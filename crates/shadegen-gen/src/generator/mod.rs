//! Shader generators: the per-target drivers and the emission helpers
//! node implementations share.
//!
//! [`generate`] resolves an element, builds and finalizes its graph, and
//! hands it to the generator of the context's target. The helpers below
//! turn ports into expressions and declarations; every node
//! implementation goes through them, so name suffixes, swizzles and
//! result structs are applied in one place.

pub mod hw;
pub mod mdl;
pub mod osl;

use shadegen_core::Document;
use shadegen_syntax::{Syntax, Target, UniqueNames};

use crate::context::{GenContext, PortKey};
use crate::error::{GenError, Result};
use crate::graph::{build, Classification, ShaderGraph, ShaderNode, ShaderPort, Source};
use crate::shader::Shader;
use crate::stage::ShaderStage;

/// Build and finalize the graph of the element at `element`, without
/// emitting it.
pub fn create_graph(doc: &Document, element: &str, name: &str, ctx: &mut GenContext) -> Result<ShaderGraph> {
    let resolved = doc.resolve(element)?;
    let mut graph = build::create(doc, resolved, name, ctx)?;
    graph.finalize(ctx)?;
    Ok(graph)
}

/// Generate a shader named `name` from the element at `element`.
pub fn generate(doc: &Document, element: &str, name: &str, ctx: &mut GenContext) -> Result<Shader> {
    let graph = create_graph(doc, element, name, ctx)?;
    log::debug!(
        "generating '{name}' for {} from {} nodes",
        ctx.target(),
        graph.node_count()
    );
    match ctx.target() {
        Target::Glsl | Target::Slang => hw::generate(name, graph, ctx),
        Target::Osl => osl::generate(name, graph, ctx),
        Target::Mdl => mdl::generate(name, graph, ctx),
    }
}

/// Expression for a value of type `port.ty` read from `source`, with the
/// port's swizzle applied.
fn source_expression(graph: &ShaderGraph, source: Source, port: &ShaderPort, ctx: &GenContext) -> Result<String> {
    let (variable, ty) = match source {
        Source::Node { node, output } => {
            let upstream = graph.node(node)?;
            let ty = upstream
                .outputs
                .get(output)
                .map(|o| o.ty)
                .ok_or_else(|| GenError::UnknownElement {
                    name: graph.source_name(source),
                })?;
            (output_variable(graph, upstream, output, ctx)?, ty)
        }
        Source::Socket(_) => {
            let socket = graph.source_port(source)?;
            (socket.variable.clone(), socket.ty)
        }
    };
    match &port.channels {
        Some(channels) => Ok(ctx.syntax().swizzled_variable(&variable, ty, channels, port.ty)?),
        None => Ok(variable),
    }
}

/// Literal for an unconnected port: its value, else the type's default.
pub fn literal(port: &ShaderPort, syntax: &Syntax) -> Result<String> {
    match &port.value {
        Some(value) => Ok(syntax.value(port.ty, value, false)?),
        None => Ok(syntax.default_value(port.ty, false)?.to_string()),
    }
}

/// Expression for input `index` of `node`: the upstream variable, or the
/// input's literal when unconnected, followed by any registered suffix.
pub fn input_expression(graph: &ShaderGraph, node: &ShaderNode, index: usize, ctx: &GenContext) -> Result<String> {
    let port = node.inputs.get(index).ok_or_else(|| GenError::UnknownElement {
        name: format!("input {index} of '{}'", node.name),
    })?;
    let expression = match port.connection {
        Some(source) => source_expression(graph, source, port, ctx)?,
        None => literal(port, &ctx.syntax())?,
    };
    let key = PortKey {
        graph: graph.id,
        node: node.id,
        port: index,
    };
    Ok(format!("{expression}{}", ctx.input_suffix(key)))
}

/// Expression for output socket `index` of `graph`.
pub fn socket_expression(graph: &ShaderGraph, index: usize, ctx: &GenContext) -> Result<String> {
    let socket = graph
        .output_sockets()
        .get(index)
        .ok_or_else(|| GenError::UnknownElement {
            name: format!("output {index} of '{}'", graph.name),
        })?;
    match socket.connection {
        Some(source) => source_expression(graph, source, socket, ctx),
        None => literal(socket, &ctx.syntax()),
    }
}

/// The local holding a multi-output result, with the node's active suffix.
pub fn result_variable(graph: &ShaderGraph, node: &ShaderNode, ctx: &GenContext) -> Option<String> {
    let result = node.result_variable.as_ref()?;
    let suffix = (0..node.outputs.len())
        .map(|port| {
            ctx.output_suffix(PortKey {
                graph: graph.id,
                node: node.id,
                port,
            })
        })
        .find(|s| !s.is_empty())
        .unwrap_or_default();
    Some(format!("{result}{suffix}"))
}

/// Variable holding output `index` of `node`.
pub fn output_variable(graph: &ShaderGraph, node: &ShaderNode, index: usize, ctx: &GenContext) -> Result<String> {
    let port = node.outputs.get(index).ok_or_else(|| GenError::UnknownElement {
        name: format!("output {index} of '{}'", node.name),
    })?;
    if let Some(result) = result_variable(graph, node, ctx) {
        return Ok(format!("{result}.{}", port.variable));
    }
    let key = PortKey {
        graph: graph.id,
        node: node.id,
        port: index,
    };
    Ok(format!("{}{}", port.variable, ctx.output_suffix(key)))
}

/// `<type> <variable>` for output `index` of `node`.
pub fn output_declaration(graph: &ShaderGraph, node: &ShaderNode, index: usize, ctx: &GenContext) -> Result<String> {
    let ty = node
        .outputs
        .get(index)
        .map(|o| o.ty)
        .ok_or_else(|| GenError::UnknownElement {
            name: format!("output {index} of '{}'", node.name),
        })?;
    let syntax = ctx.syntax();
    Ok(format!(
        "{} {}",
        syntax.type_name(ty)?,
        output_variable(graph, node, index, ctx)?
    ))
}

/// Declare every output of `node` with its type's default value.
pub fn emit_output_defaults(
    graph: &ShaderGraph,
    node: &ShaderNode,
    ctx: &GenContext,
    stage: &mut ShaderStage,
) -> Result<()> {
    let syntax = ctx.syntax();
    for (index, output) in node.outputs.iter().enumerate() {
        let decl = output_declaration(graph, node, index, ctx)?;
        stage.add_line(&format!("{decl} = {}", syntax.default_value(output.ty, false)?), true);
    }
    Ok(())
}

/// Member names of the result struct returned for `outputs`.
pub fn result_members(outputs: &[ShaderPort], syntax: &Syntax) -> Vec<String> {
    let mut names = UniqueNames::new();
    outputs.iter().map(|o| syntax.make_unique(&o.name, &mut names)).collect()
}

/// Emit the call of one node, if its implementation emits into `stage`.
pub fn emit_node_call(graph: &ShaderGraph, node: &ShaderNode, ctx: &mut GenContext, stage: &mut ShaderStage) -> Result<()> {
    let implementation = std::sync::Arc::clone(&node.implementation);
    if !implementation.emits_in(&stage.name) {
        return Ok(());
    }
    log::trace!("emitting '{}' ({}) in {}", node.name, implementation.name(), stage.name);
    implementation.emit_function_call(node, graph, ctx, stage)
}

/// Emit the function definitions every node of `graph` needs in `stage`.
pub fn emit_function_definitions(graph: &ShaderGraph, ctx: &mut GenContext, stage: &mut ShaderStage) -> Result<()> {
    for node in graph.ordered_nodes() {
        let implementation = std::sync::Arc::clone(&node.implementation);
        if implementation.emits_in(&stage.name) {
            implementation.emit_function_definition(ctx, stage)?;
        }
    }
    Ok(())
}

/// Emit the body of `graph` in dependency order.
///
/// Nodes used only inside one conditional branch are left to the
/// conditional. On hardware targets, closures feeding a shader node are
/// left to that node, which evaluates them per closure context.
pub fn emit_function_calls(graph: &ShaderGraph, ctx: &mut GenContext, stage: &mut ShaderStage) -> Result<()> {
    let hw = ctx.target().is_hw();
    for node in graph.ordered_nodes() {
        if node.referenced_conditionally() {
            if ctx.options.emit_debug_comments {
                let conditional = node
                    .scope
                    .conditional_node
                    .and_then(|id| graph.node(id).ok())
                    .map_or("?", |n| n.name.as_str());
                stage.add_comment(&format!(
                    "Omitted node '{}'. Only used in conditional node '{conditional}'",
                    node.name
                ));
            }
            continue;
        }
        if hw
            && node.has_classification(Classification::CLOSURE)
            && graph.nodes().any(|shader| shader.used_closures.contains(&node.id))
        {
            continue;
        }
        emit_node_call(graph, node, ctx, stage)?;
    }
    Ok(())
}

/// Emit the nodes used only by branch input `branch` of `conditional`.
pub fn emit_branch(
    graph: &ShaderGraph,
    conditional: &ShaderNode,
    branch: usize,
    ctx: &mut GenContext,
    stage: &mut ShaderStage,
) -> Result<()> {
    for node in graph.ordered_nodes() {
        if node.scope.used_by_branch(conditional.id, branch) {
            emit_node_call(graph, node, ctx, stage)?;
        }
    }
    Ok(())
}

#[cfg(test)]
mod tests {
    use super::*;
    use crate::graph::node::tests_support::make_node;
    use crate::graph::{GraphKind, Sink};
    use shadegen_core::{Type, Value};

    fn make_graph(ctx: &mut GenContext) -> ShaderGraph {
        let mut graph = ShaderGraph::new(ctx.next_graph_id(), "g", GraphKind::Root);
        let a = graph.add_node(make_node("a", &["in"], Type::Color3)).unwrap();
        let b = graph.add_node(make_node("b", &["in"], Type::Float)).unwrap();
        graph.node_mut(a).unwrap().outputs[0].variable = "a_out".into();
        graph.node_mut(a).unwrap().inputs[0].value = Some(Value::Aggregate(vec![0.1, 0.2, 0.3]));
        graph.node_mut(b).unwrap().inputs[0].channels = Some("g".into());
        graph
            .connect(Source::Node { node: a, output: 0 }, Sink::Node { node: b, input: 0 })
            .unwrap();
        graph
    }

    #[test]
    fn inputs_read_literals_and_swizzles() {
        let mut ctx = GenContext::new(Target::Glsl);
        let graph = make_graph(&mut ctx);
        let a = graph.node_by_name("a").unwrap();
        let b = graph.node_by_name("b").unwrap();
        assert_eq!(input_expression(&graph, a, 0, &ctx).unwrap(), "vec3(0.1, 0.2, 0.3)");
        assert_eq!(input_expression(&graph, b, 0, &ctx).unwrap(), "a_out.y");
    }

    #[test]
    fn suffixes_apply_to_both_ends() {
        let mut ctx = GenContext::new(Target::Glsl);
        let graph = make_graph(&mut ctx);
        let a = graph.node_by_name("a").unwrap();
        let key = PortKey {
            graph: graph.id,
            node: a.id,
            port: 0,
        };
        ctx.add_output_suffix(key, "_s1");
        ctx.add_input_suffix(key, " + 1.0");
        assert_eq!(output_declaration(&graph, a, 0, &ctx).unwrap(), "vec3 a_out_s1");
        assert_eq!(input_expression(&graph, a, 0, &ctx).unwrap(), "vec3(0.1, 0.2, 0.3) + 1.0");
        ctx.remove_output_suffix(key);
        assert_eq!(output_variable(&graph, a, 0, &ctx).unwrap(), "a_out");
    }

    #[test]
    fn result_struct_members_are_unique() {
        let syntax = Target::Glsl.syntax();
        let outputs = vec![
            ShaderPort::new("out", Type::Float),
            ShaderPort::new("color", Type::Color3),
        ];
        assert_eq!(result_members(&outputs, &syntax), vec!["out1", "color"]);
    }
}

> [Instructions for the task]
Filter the listing above by the word "Document"; copy each line that passes.

> [Answer to the exercise]
use shadegen_core::Document;
pub fn create_graph(doc: &Document, element: &str, name: &str, ctx: &mut GenContext) -> Result<ShaderGraph> {
pub fn generate(doc: &Document, element: &str, name: &str, ctx: &mut GenContext) -> Result<Shader> {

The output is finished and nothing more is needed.